Henry huddled with his family to make sure everyone was on board. His son and daughter “started Googling” and “there was most definitely a level of concern” when they read about what happened in Charlottesville (where plans to remove a Robert E. Lee statue sparked a deadly white supremacist rally in 2017) and New Orleans (where a contractor’s car was firebombed).
Ultimately, they all agreed to take the job. This was an opportunity to be a part of history.
For safety, he said, he sought to conceal his company’s identity, creating a shell entity, NAH LLC, through which the $1.8 million contract was funneled.
Stoney’s administration initially declined to say who was behind the company, but the arrangement eventually came to light through public records requests and reporting by local news outlets. One blog ran a story headlined, “The Gory Details of Levar Stoney’s Statue Contract.” It was also reported that Henry had donated a total of $4,000 to Stoney and his political action committee.
Since his name and company became public, Henry said he’s received death threats. He’s added extra cameras to both his home and office security systems, he’s gotten a concealed carry permit, taken defensive shooting classes and now carries a weapon wherever he goes.
He said he’s also faced business repercussions. Some subcontractors have declined to work with him, he said, or doubled their prices.
An ongoing inquiry by a special prosecutor into the contract was initiated after Kim Gray, a city councilwoman who formerly opposed removing the monuments and is one of Stoney’s opponents in the November election, raised concerns about the deal.
Some of the mayor’s critics have questioned whether the price tag for the project, which included the removal of both large figures and smaller plaques, was reasonable. The statues are gone, but their enormous pedestals remain in place.
Some U.S. cities have paid more, like New Orleans, where it cost more than $2.1 million to remove four monuments. Others, like Baltimore, have paid far less. That city paid under $20,000 for four statues, according to the Richmond Times-Dispatch.
Andrew Baxter, a nationally known conservator of outdoor sculpture who has worked on projects at the White House and the National Gallery of Art and has conducted extensive restoration work in the past on several of Richmond’s largest Confederate monuments, was critical of the mayor’s handling of the situation. Stoney acted without the city council’s formal sign-off and before completing procedural steps in the new law.
Still, Baxter said the amount the city paid seemed reasonable.
Henry said the safety considerations of the job were a consideration in setting the price.
“It’s not a situation where you’re just putting in a crane on the street and you’re putting an air conditioner on top of a unit,” he said.
There was trouble finding subcontractors. Even a company he worked with on the UVA memorial gave him a resounding “hell no” when asked to participate, Henry said. A representative of another company suggested he should go take down a statue of Martin Luther King Jr. Truckers involved didn’t want their vehicle logos showing. Workers ended up traveling in from Wisconsin and Connecticut.

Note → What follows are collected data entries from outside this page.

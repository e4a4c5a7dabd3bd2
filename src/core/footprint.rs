//! Package to footprint resolution
//!
//! Families carry a static package -> footprint table. Packages missing from
//! the table, and symbols that cannot be derived from part data, are handed
//! to a [`Resolver`], which asks an operator or returns an empty string when
//! nobody can answer.

use console::style;
use dialoguer::{theme::ColorfulTheme, Input};
use std::collections::VecDeque;
use std::fmt;

/// What the resolver is asked to provide
#[derive(Debug, Clone, Copy, PartialEq, Eq)]
pub enum ArtifactKind {
    Symbol,
    Footprint,
}

impl ArtifactKind {
    pub fn as_str(&self) -> &'static str {
        match self {
            ArtifactKind::Symbol => "symbol",
            ArtifactKind::Footprint => "footprint",
        }
    }
}

impl fmt::Display for ArtifactKind {
    fn fmt(&self, f: &mut fmt::Formatter<'_>) -> fmt::Result {
        write!(f, "{}", self.as_str())
    }
}

/// Source of symbol and footprint names the lookup tables cannot provide
///
/// An empty answer means "unresolved": the record is still built, and the
/// operator is expected to fill the field in later.
pub trait Resolver {
    fn resolve_unknown(&mut self, part_ref: &str, kind: ArtifactKind) -> String;
}

/// Asks on the terminal
#[derive(Default)]
pub struct PromptResolver {
    theme: ColorfulTheme,
}

impl PromptResolver {
    pub fn new() -> Self {
        Self::default()
    }
}

impl Resolver for PromptResolver {
    fn resolve_unknown(&mut self, part_ref: &str, kind: ArtifactKind) -> String {
        let prompt = format!("Enter {kind}_library:{kind}_name for component {part_ref}");
        let answer: Result<String, _> = Input::with_theme(&self.theme)
            .with_prompt(prompt)
            .allow_empty(true)
            .interact_text();
        match answer {
            Ok(value) => value.trim().to_string(),
            Err(e) => {
                tracing::warn!(part = part_ref, error = %e, "prompt failed");
                String::new()
            }
        }
    }
}

/// Never blocks; every request comes back unresolved
#[derive(Debug, Default)]
pub struct BatchResolver {
    pub unresolved: Vec<(String, ArtifactKind)>,
}

impl Resolver for BatchResolver {
    fn resolve_unknown(&mut self, part_ref: &str, kind: ArtifactKind) -> String {
        eprintln!(
            "{} no {} known for {}; left empty",
            style("!").yellow(),
            kind,
            style(part_ref).cyan()
        );
        self.unresolved.push((part_ref.to_string(), kind));
        String::new()
    }
}

/// Replays queued answers in order, then answers empty
#[derive(Debug, Default)]
pub struct ScriptedResolver {
    answers: VecDeque<String>,
    pub requests: Vec<(String, ArtifactKind)>,
}

impl ScriptedResolver {
    pub fn new<I, S>(answers: I) -> Self
    where
        I: IntoIterator<Item = S>,
        S: Into<String>,
    {
        Self {
            answers: answers.into_iter().map(Into::into).collect(),
            requests: Vec::new(),
        }
    }
}

impl Resolver for ScriptedResolver {
    fn resolve_unknown(&mut self, part_ref: &str, kind: ArtifactKind) -> String {
        self.requests.push((part_ref.to_string(), kind));
        self.answers.pop_front().unwrap_or_default()
    }
}

/// Static package -> footprint table of one family
pub type FootprintMap = &'static [(&'static str, &'static str)];

pub fn lookup(map: FootprintMap, package: &str) -> Option<&'static str> {
    map.iter()
        .find(|(known, _)| *known == package)
        .map(|(_, footprint)| *footprint)
}

/// Footprint for a package: table hit, or whatever the resolver answers
pub fn resolve(
    map: FootprintMap,
    package: &str,
    part_ref: &str,
    resolver: &mut dyn Resolver,
) -> String {
    match lookup(map, package) {
        Some(footprint) => footprint.to_string(),
        None => {
            tracing::debug!(package, part = part_ref, "package not in footprint table");
            resolver.resolve_unknown(part_ref, ArtifactKind::Footprint)
        }
    }
}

Henry negotiated the security plans, eventually working with the city sheriff’s department because he said the police department was not willing to participate. (A police department spokesman declined to comment.) He also hired private security.

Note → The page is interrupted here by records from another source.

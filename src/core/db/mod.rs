//! SQLite-backed parts database
//!
//! One table per component family, named after the family, with the IPN as
//! primary key. Tables are created on the first insert of their family.
//!
//! The database file must already exist before it can be opened; it is
//! created by [`PartDb::initialize`] and never implicitly.

mod insert;
mod queries;

pub use insert::{DuplicatePolicy, InsertOutcome};
pub use queries::{Dump, Removal};

use std::path::Path;

use rusqlite::types::Value;
use rusqlite::{params, Connection, OpenFlags, OptionalExtension};

use crate::core::error::{PartError, Result};

/// Columns searched, in order, when removing by part number
pub const REMOVAL_COLUMNS: &[&str] = &["IPN", "MPN", "DPN1", "DPN2"];

pub struct PartDb {
    conn: Connection,
}

impl PartDb {
    /// Create a new, empty database file
    pub fn initialize(path: &Path) -> Result<Self> {
        if path.exists() {
            return Err(PartError::AlreadyInitialized(path.to_path_buf()));
        }
        if let Some(parent) = path.parent() {
            if !parent.as_os_str().is_empty() {
                std::fs::create_dir_all(parent)?;
            }
        }
        let conn = Connection::open(path).map_err(|source| PartError::StorageConnection {
            path: path.to_path_buf(),
            source,
        })?;
        tracing::debug!(path = %path.display(), "initialized database");
        Ok(Self { conn })
    }

    /// Open an existing database read-write
    pub fn open(path: &Path) -> Result<Self> {
        let conn = Connection::open_with_flags(path, OpenFlags::SQLITE_OPEN_READ_WRITE)
            .map_err(|source| PartError::StorageConnection {
                path: path.to_path_buf(),
                source,
            })?;
        tracing::debug!(path = %path.display(), "opened database");
        Ok(Self { conn })
    }

    pub fn open_in_memory() -> Result<Self> {
        Ok(Self {
            conn: Connection::open_in_memory()?,
        })
    }

    /// Table names in alphabetical order
    pub fn table_names(&self) -> Result<Vec<String>> {
        let mut stmt = self
            .conn
            .prepare("SELECT name FROM sqlite_master WHERE type='table' ORDER BY name")?;
        let names = stmt
            .query_map([], |row| row.get::<_, String>(0))?
            .collect::<std::result::Result<Vec<_>, _>>()?;
        Ok(names)
    }

    pub fn has_table(&self, table: &str) -> Result<bool> {
        table_exists(&self.conn, table)
    }
}

fn table_exists(conn: &Connection, table: &str) -> Result<bool> {
    let found = conn
        .query_row(
            "SELECT name FROM sqlite_master WHERE type='table' AND name = ?1",
            params![table],
            |row| row.get::<_, String>(0),
        )
        .optional()?;
    Ok(found.is_some())
}

/// Quoted SQL identifier
fn ident(name: &str) -> String {
    format!("\"{}\"", name.replace('"', "\"\""))
}

/// Stored cell rendered the way it is shown and compared
fn cell_text(value: Value) -> String {
    match value {
        Value::Null => String::new(),
        Value::Integer(i) => i.to_string(),
        Value::Real(f) => f.to_string(),
        Value::Text(s) => s,
        Value::Blob(_) => "<blob>".to_string(),
    }
}

/// Every row of a table as (column names, rows of cell text)
fn select_all(conn: &Connection, table: &str) -> Result<(Vec<String>, Vec<Vec<String>>)> {
    let mut stmt = conn.prepare(&format!("SELECT * FROM {}", ident(table)))?;
    let columns: Vec<String> = stmt.column_names().iter().map(|s| s.to_string()).collect();
    let count = columns.len();
    let rows = stmt
        .query_map([], |row| {
            (0..count)
                .map(|i| row.get::<_, Value>(i).map(cell_text))
                .collect::<std::result::Result<Vec<_>, _>>()
        })?
        .collect::<std::result::Result<Vec<_>, _>>()?;
    Ok((columns, rows))
}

In the end, the project went on without incident.
In an interview a block away from the pedestal that once held Confederate Gen. J.E.B. Stuart’s statue, Henry mused about his participation in two very different projects reflecting this moment in the story of race and America.
He helped build the UVA memorial, two nested granite rings, one with a timeline of the history of slavery at the school — a tribute to the enslaved people who built and maintained one of the country’s most prestigious public universities but had long gone unrecognized.
And he helped remove the Richmond statues, which he called tools of oppression against Black Americans.
“To be a Black man in the middle to do it, it felt pretty good,” he said.